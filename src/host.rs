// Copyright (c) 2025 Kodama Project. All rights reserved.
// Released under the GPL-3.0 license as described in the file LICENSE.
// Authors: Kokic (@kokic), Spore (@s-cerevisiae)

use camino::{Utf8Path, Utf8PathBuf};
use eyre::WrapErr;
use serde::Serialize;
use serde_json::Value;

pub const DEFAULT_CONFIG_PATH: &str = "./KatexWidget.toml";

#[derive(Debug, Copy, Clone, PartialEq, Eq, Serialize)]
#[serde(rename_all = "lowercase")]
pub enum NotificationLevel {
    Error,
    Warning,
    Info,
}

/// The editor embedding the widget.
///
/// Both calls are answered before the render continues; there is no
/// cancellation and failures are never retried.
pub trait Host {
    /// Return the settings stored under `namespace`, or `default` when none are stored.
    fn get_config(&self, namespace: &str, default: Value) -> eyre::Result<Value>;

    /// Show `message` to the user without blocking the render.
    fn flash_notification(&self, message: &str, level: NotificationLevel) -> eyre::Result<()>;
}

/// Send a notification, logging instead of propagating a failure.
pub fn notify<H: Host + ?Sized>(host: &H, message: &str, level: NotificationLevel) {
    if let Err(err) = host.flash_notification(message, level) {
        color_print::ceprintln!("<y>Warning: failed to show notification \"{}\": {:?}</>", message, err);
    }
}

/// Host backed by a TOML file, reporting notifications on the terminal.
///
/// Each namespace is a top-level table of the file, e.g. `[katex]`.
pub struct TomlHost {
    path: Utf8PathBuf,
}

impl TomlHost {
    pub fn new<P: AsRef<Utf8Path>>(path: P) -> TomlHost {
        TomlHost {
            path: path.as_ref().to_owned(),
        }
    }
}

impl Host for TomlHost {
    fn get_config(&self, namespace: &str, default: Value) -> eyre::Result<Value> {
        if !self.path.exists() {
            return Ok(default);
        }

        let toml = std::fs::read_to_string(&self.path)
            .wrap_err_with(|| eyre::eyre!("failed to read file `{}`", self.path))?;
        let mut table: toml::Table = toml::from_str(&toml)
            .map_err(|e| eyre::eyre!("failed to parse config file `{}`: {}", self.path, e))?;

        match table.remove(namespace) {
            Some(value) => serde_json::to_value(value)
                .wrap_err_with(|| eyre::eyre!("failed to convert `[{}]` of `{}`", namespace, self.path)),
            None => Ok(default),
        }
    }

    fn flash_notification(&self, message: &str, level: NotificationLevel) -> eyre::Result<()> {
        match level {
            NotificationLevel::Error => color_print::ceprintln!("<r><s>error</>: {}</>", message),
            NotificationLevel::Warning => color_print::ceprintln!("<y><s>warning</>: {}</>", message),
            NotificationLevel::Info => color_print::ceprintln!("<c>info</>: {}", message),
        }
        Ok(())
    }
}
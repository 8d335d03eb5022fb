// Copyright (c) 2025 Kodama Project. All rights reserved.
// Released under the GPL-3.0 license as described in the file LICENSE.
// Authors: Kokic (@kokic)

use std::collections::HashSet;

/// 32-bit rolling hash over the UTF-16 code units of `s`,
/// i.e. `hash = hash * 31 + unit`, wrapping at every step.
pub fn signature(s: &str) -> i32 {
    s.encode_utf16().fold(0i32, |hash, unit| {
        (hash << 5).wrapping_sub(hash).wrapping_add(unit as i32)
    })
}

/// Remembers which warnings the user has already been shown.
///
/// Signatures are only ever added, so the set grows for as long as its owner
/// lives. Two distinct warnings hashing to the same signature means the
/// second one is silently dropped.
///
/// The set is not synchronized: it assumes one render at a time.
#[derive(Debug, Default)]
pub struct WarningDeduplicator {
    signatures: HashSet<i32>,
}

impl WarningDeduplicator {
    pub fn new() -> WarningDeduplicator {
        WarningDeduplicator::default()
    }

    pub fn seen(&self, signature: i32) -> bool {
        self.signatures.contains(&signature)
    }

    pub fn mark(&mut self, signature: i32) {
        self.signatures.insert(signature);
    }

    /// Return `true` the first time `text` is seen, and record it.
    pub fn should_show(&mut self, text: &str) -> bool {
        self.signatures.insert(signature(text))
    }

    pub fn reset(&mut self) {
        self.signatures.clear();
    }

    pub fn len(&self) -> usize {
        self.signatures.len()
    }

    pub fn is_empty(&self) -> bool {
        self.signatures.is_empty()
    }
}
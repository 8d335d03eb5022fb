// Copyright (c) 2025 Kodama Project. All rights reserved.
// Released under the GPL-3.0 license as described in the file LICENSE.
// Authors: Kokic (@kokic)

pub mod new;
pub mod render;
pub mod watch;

====

> AIM OF THE TASK
Starting with the first line of the records above, give back each line exactly until the line with "there is no" has been given as well.

> ANSWER FOR THIS EXERCISE
filename src/host.rs
// Copyright (c) 2025 Kodama Project. All rights reserved.
// Released under the GPL-3.0 license as described in the file LICENSE.
// Authors: Kokic (@kokic), Spore (@s-cerevisiae)

use camino::{Utf8Path, Utf8PathBuf};
use eyre::WrapErr;
use serde::Serialize;
use serde_json::Value;

pub const DEFAULT_CONFIG_PATH: &str = "./KatexWidget.toml";

#[derive(Debug, Copy, Clone, PartialEq, Eq, Serialize)]
#[serde(rename_all = "lowercase")]
pub enum NotificationLevel {
    Error,
    Warning,
    Info,
}

/// The editor embedding the widget.
///
/// Both calls are answered before the render continues; there is no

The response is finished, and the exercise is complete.